Problem description — Make an exact copy of the entries that come next.

Study material —
use chrono::{DateTime, Utc};
use serde::{Deserialize, Serialize};
use sqlx::FromRow;
use uuid::Uuid;
use validator::{Validate, ValidationError};

#[derive(Debug, Clone, Copy, PartialEq, Eq, Serialize, Deserialize)]
#[serde(rename_all = "SCREAMING_SNAKE_CASE")]
pub enum OrderStatus {
    Pending,
    Completed,
    Canceled,
}

impl OrderStatus {
    pub fn as_str(&self) -> &'static str {
        match self {
            OrderStatus::Pending => "PENDING",
            OrderStatus::Completed => "COMPLETED",
            OrderStatus::Canceled => "CANCELED",
        }
    }
}

impl TryFrom<String> for OrderStatus {
    type Error = String;

    fn try_from(value: String) -> Result<Self, Self::Error> {
        match value.as_str() {
            "PENDING" => Ok(OrderStatus::Pending),
            "COMPLETED" => Ok(OrderStatus::Completed),
            "CANCELED" => Ok(OrderStatus::Canceled),
            other => Err(format!("unknown order status '{}'", other)),
        }
    }
}

/// Shipping/contact details copied onto the order at purchase time.
#[derive(Debug, Clone, PartialEq, Serialize, Deserialize, Validate)]
pub struct ContactSnapshot {
    #[validate(length(min = 1, max = 100))]
    pub first_name: String,
    #[validate(length(min = 1, max = 100))]
    pub last_name: String,
    #[validate(custom(function = "validate_contact_phone"))]
    pub phone: String,
    #[validate(length(min = 1, max = 100))]
    pub city: String,
    #[validate(length(min = 1))]
    pub address: String,
}

/// Accepts `^\+?1?\d{9,11}$`, at most 11 characters overall.
pub fn validate_contact_phone(phone: &str) -> Result<(), ValidationError> {
    let digits = phone.strip_prefix('+').unwrap_or(phone);
    let well_formed = !digits.is_empty()
        && digits.chars().all(|c| c.is_ascii_digit())
        && match digits.len() {
            9..=11 => true,
            12 => digits.starts_with('1'),
            _ => false,
        };

    if !well_formed || phone.len() > 11 {
        let mut err = ValidationError::new("phone");
        err.message = Some("Phone number must be entered in the format: '09129876543'".into());
        return Err(err);
    }
    Ok(())
}

#[derive(Debug, Clone, PartialEq, Serialize, Deserialize, FromRow)]
pub struct Order {
    pub id: Uuid,
    pub user_id: Uuid,
    pub plan_id: Uuid,
    pub first_name: String,
    pub last_name: String,
    pub phone: String,
    pub city: String,
    pub address: String,
    #[sqlx(try_from = "String")]
    pub status: OrderStatus,
    pub created_at: DateTime<Utc>,
    pub updated_at: DateTime<Utc>,
}

impl Order {
    pub fn new(user_id: Uuid, plan_id: Uuid, contact: ContactSnapshot) -> Self {
        let now = Utc::now();
        Self {
            id: Uuid::new_v4(),
            user_id,
            plan_id,
            first_name: contact.first_name,
            last_name: contact.last_name,
            phone: contact.phone,
            city: contact.city,
            address: contact.address,
            status: OrderStatus::Pending,
            created_at: now,
            updated_at: now,
        }
    }
}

Answer space —
use chrono::{DateTime, Utc};
use serde::{Deserialize, Serialize};
use sqlx::FromRow;
use uuid::Uuid;
use validator::{Validate, ValidationError};

#[derive(Debug, Clone, Copy, PartialEq, Eq, Serialize, Deserialize)]
#[serde(rename_all = "SCREAMING_SNAKE_CASE")]
pub enum OrderStatus {
    Pending,
    Completed,
    Canceled,
}

impl OrderStatus {
    pub fn as_str(&self) -> &'static str {
        match self {
            OrderStatus::Pending => "PENDING",
            OrderStatus::Completed => "COMPLETED",
            OrderStatus::Canceled => "CANCELED",
        }
    }
}

impl TryFrom<String> for OrderStatus {
    type Error = String;

    fn try_from(value: String) -> Result<Self, Self::Error> {
        match value.as_str() {
            "PENDING" => Ok(OrderStatus::Pending),
            "COMPLETED" => Ok(OrderStatus::Completed),
            "CANCELED" => Ok(OrderStatus::Canceled),
            other => Err(format!("unknown order status '{}'", other)),
        }
    }
}

/// Shipping/contact details copied onto the order at purchase time.
#[derive(Debug, Clone, PartialEq, Serialize, Deserialize, Validate)]
pub struct ContactSnapshot {
    #[validate(length(min = 1, max = 100))]
    pub first_name: String,
    #[validate(length(min = 1, max = 100))]
    pub last_name: String,
    #[validate(custom(function = "validate_contact_phone"))]
    pub phone: String,
    #[validate(length(min = 1, max = 100))]
    pub city: String,
    #[validate(length(min = 1))]
    pub address: String,
}

/// Accepts `^\+?1?\d{9,11}$`, at most 11 characters overall.
pub fn validate_contact_phone(phone: &str) -> Result<(), ValidationError> {
    let digits = phone.strip_prefix('+').unwrap_or(phone);
    let well_formed = !digits.is_empty()
        && digits.chars().all(|c| c.is_ascii_digit())
        && match digits.len() {
            9..=11 => true,
            12 => digits.starts_with('1'),
            _ => false,
        };

    if !well_formed || phone.len() > 11 {
        let mut err = ValidationError::new("phone");
        err.message = Some("Phone number must be entered in the format: '09129876543'".into());
        return Err(err);
    }
    Ok(())
}

#[derive(Debug, Clone, PartialEq, Serialize, Deserialize, FromRow)]
pub struct Order {
    pub id: Uuid,
    pub user_id: Uuid,
    pub plan_id: Uuid,
    pub first_name: String,
    pub last_name: String,
    pub phone: String,
    pub city: String,
    pub address: String,
    #[sqlx(try_from = "String")]
    pub status: OrderStatus,
    pub created_at: DateTime<Utc>,
    pub updated_at: DateTime<Utc>,
}

impl Order {
    pub fn new(user_id: Uuid, plan_id: Uuid, contact: ContactSnapshot) -> Self {
        let now = Utc::now();
        Self {
            id: Uuid::new_v4(),
            user_id,
            plan_id,
            first_name: contact.first_name,
            last_name: contact.last_name,
            phone: contact.phone,
            city: contact.city,
            address: contact.address,
            status: OrderStatus::Pending,
            created_at: now,
            updated_at: now,
        }
    }
}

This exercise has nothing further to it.